--- START ---

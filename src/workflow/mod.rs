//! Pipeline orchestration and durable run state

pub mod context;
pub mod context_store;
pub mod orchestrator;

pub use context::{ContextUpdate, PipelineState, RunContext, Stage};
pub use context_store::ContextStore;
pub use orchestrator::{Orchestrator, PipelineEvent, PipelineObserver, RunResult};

--- END ---
--- START ---

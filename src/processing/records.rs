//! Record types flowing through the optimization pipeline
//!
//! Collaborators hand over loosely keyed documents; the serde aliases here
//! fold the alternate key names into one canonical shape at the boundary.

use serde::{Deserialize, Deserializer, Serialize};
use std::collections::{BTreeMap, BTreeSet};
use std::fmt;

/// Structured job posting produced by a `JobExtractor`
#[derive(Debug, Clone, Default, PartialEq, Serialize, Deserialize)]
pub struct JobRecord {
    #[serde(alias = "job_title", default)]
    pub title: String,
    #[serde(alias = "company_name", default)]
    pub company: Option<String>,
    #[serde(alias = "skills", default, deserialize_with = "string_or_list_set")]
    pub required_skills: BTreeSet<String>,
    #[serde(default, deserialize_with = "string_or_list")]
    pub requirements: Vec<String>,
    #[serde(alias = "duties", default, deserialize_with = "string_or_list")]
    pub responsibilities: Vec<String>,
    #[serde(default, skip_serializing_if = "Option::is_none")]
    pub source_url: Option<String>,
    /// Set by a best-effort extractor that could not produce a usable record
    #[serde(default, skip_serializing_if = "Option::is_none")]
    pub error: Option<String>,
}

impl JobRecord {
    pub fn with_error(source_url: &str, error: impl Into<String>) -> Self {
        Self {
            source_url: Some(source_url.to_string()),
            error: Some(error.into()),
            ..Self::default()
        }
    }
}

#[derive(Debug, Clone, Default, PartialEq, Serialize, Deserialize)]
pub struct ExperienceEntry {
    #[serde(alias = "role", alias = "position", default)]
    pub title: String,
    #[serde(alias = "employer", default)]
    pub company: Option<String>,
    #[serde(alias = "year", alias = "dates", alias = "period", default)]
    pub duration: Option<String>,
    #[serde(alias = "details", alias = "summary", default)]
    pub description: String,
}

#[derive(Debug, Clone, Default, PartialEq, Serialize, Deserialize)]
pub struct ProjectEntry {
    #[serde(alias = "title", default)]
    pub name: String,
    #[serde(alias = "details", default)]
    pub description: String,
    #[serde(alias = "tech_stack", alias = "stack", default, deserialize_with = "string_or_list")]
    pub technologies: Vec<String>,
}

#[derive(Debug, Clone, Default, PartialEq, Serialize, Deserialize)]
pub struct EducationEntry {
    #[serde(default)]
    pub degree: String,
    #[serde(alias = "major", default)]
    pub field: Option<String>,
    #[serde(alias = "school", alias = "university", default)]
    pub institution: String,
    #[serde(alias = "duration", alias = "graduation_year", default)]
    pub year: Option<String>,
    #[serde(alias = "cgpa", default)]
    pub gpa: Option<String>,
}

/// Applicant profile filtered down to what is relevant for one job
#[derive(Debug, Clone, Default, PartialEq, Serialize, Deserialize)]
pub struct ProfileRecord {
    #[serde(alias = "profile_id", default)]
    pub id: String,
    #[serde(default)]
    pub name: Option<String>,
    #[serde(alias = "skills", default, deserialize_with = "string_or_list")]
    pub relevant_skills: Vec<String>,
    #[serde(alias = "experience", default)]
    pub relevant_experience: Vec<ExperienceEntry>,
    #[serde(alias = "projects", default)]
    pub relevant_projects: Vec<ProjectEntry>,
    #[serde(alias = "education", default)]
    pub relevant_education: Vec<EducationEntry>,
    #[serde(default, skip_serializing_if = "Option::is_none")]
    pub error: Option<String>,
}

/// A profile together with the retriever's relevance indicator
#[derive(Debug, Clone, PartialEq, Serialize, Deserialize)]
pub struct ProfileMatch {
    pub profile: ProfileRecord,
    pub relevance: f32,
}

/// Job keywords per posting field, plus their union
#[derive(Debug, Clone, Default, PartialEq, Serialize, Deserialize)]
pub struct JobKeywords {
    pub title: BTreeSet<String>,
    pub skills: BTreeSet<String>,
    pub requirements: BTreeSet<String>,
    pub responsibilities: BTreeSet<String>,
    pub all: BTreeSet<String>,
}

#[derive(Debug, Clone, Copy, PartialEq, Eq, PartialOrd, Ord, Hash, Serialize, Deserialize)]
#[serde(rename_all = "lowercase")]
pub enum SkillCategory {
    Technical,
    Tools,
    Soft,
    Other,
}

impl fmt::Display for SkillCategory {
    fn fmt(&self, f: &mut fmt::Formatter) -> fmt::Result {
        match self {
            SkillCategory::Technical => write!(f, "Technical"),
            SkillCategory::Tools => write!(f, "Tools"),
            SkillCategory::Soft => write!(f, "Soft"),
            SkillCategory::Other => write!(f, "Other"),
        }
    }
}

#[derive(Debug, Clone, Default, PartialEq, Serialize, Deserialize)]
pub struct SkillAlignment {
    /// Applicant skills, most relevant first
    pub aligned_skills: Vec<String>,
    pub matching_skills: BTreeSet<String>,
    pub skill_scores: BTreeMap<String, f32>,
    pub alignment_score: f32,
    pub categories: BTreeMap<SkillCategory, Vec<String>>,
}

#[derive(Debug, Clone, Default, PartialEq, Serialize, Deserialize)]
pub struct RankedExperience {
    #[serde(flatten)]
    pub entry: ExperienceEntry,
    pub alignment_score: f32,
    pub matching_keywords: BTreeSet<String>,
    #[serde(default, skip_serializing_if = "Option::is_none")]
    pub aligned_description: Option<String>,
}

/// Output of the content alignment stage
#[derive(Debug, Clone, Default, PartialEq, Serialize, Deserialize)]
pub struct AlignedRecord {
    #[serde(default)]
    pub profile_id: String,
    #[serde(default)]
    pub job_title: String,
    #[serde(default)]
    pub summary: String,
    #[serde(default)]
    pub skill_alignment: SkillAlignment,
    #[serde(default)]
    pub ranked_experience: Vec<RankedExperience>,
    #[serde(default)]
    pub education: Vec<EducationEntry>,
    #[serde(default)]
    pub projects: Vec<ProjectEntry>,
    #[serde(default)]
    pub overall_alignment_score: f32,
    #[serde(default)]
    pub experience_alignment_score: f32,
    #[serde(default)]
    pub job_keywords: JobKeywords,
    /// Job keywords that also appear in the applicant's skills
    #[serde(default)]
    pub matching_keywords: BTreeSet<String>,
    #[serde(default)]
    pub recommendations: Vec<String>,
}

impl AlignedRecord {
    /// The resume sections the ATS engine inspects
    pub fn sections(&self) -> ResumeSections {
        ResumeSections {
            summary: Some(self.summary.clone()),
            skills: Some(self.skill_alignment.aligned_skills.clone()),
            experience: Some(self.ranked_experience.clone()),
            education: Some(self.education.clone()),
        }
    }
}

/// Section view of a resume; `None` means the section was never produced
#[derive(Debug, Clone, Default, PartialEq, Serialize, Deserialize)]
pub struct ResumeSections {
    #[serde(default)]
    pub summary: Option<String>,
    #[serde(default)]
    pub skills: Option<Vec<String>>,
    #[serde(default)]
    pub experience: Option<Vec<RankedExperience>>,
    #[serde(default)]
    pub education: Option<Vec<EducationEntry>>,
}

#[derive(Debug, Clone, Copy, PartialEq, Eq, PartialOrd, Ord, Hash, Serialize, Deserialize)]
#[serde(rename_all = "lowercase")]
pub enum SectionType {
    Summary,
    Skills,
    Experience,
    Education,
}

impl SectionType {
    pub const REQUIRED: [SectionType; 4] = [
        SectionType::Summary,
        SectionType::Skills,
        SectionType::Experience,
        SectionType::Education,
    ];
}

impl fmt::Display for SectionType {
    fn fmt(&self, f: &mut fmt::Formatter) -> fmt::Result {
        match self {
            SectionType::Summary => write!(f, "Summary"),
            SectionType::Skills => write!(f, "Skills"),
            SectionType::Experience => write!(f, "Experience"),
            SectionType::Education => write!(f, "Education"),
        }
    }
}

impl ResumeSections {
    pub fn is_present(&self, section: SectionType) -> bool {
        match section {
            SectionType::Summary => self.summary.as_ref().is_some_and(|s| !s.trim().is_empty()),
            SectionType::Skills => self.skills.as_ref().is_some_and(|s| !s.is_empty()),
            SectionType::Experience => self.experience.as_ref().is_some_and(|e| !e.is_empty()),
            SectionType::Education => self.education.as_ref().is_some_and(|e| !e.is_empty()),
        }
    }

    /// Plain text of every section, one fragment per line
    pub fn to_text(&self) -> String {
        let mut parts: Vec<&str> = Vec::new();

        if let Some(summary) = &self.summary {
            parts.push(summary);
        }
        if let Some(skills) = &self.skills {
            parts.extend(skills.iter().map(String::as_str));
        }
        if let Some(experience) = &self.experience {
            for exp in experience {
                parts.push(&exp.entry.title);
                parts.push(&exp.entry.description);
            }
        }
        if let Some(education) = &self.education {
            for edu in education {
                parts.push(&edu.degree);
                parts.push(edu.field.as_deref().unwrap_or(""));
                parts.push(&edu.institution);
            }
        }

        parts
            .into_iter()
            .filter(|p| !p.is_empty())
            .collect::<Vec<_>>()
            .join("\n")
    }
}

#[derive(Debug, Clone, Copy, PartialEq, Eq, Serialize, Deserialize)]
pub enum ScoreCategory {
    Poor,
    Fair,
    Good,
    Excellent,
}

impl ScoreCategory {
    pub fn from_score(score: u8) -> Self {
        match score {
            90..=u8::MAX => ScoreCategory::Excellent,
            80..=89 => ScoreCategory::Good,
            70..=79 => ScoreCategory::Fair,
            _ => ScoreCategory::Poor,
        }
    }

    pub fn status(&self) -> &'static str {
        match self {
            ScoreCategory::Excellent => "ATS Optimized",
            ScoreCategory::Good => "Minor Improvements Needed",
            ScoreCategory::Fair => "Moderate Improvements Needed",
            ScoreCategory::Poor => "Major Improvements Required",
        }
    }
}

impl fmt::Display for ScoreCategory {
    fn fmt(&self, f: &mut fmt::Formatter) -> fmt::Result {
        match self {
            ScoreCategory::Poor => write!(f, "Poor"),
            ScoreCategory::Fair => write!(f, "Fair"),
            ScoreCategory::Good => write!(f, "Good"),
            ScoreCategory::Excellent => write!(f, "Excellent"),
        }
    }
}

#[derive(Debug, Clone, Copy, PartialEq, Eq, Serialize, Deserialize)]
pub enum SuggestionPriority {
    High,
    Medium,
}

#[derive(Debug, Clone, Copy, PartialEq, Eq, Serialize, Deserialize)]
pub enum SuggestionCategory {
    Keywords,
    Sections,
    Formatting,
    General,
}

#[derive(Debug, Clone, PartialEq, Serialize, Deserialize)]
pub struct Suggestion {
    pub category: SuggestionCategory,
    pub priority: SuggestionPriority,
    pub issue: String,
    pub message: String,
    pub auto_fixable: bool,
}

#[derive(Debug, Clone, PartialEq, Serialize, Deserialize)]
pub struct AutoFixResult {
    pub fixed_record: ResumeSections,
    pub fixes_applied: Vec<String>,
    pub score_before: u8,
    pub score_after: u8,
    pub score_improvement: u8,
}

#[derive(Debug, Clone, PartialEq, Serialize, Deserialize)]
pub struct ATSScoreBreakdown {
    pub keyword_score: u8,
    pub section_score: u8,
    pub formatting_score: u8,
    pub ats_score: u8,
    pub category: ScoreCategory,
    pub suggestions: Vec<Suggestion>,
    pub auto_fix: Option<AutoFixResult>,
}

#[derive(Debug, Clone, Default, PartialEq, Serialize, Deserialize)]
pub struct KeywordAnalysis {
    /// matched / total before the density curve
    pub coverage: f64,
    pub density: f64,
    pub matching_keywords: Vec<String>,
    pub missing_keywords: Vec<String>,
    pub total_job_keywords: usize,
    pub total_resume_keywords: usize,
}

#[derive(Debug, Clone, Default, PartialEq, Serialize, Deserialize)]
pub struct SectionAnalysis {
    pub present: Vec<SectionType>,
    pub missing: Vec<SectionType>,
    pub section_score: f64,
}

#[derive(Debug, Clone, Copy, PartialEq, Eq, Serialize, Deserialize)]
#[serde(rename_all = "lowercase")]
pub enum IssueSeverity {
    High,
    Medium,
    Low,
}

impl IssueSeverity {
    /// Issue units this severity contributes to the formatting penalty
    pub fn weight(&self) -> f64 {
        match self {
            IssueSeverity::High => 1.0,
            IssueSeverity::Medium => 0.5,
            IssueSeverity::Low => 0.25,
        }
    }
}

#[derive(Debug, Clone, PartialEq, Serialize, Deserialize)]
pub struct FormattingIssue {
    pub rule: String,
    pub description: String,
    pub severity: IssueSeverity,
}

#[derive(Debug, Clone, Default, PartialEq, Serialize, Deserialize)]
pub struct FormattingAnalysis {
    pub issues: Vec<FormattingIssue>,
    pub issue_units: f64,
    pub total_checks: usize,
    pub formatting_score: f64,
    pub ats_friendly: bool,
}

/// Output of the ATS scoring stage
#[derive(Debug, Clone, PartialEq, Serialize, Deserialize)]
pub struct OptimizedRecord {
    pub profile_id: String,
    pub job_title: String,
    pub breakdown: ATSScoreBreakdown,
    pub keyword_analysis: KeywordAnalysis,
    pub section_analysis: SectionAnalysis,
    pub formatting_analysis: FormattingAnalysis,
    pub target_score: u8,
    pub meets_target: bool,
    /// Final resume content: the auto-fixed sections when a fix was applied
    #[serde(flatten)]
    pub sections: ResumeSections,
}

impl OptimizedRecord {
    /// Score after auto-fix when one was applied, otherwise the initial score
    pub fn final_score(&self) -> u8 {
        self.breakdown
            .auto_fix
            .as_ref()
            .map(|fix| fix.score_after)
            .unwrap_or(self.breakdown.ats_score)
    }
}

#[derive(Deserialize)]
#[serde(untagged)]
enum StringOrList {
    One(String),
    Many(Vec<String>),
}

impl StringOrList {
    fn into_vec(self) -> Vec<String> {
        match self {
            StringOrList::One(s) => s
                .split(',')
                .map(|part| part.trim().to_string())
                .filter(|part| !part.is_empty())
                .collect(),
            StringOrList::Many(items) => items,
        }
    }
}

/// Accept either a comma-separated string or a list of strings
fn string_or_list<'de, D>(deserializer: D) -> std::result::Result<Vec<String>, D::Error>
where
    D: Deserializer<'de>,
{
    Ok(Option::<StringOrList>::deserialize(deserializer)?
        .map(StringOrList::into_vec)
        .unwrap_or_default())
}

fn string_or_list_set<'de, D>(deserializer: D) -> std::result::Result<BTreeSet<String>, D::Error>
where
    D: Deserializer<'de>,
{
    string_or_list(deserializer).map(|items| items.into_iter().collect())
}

--- END ---

- _Brief_: Every line of the records above where the string "Technical" is found should be copied.

- _Solution for this exercise_:
    Technical,
            SkillCategory::Technical => write!(f, "Technical"),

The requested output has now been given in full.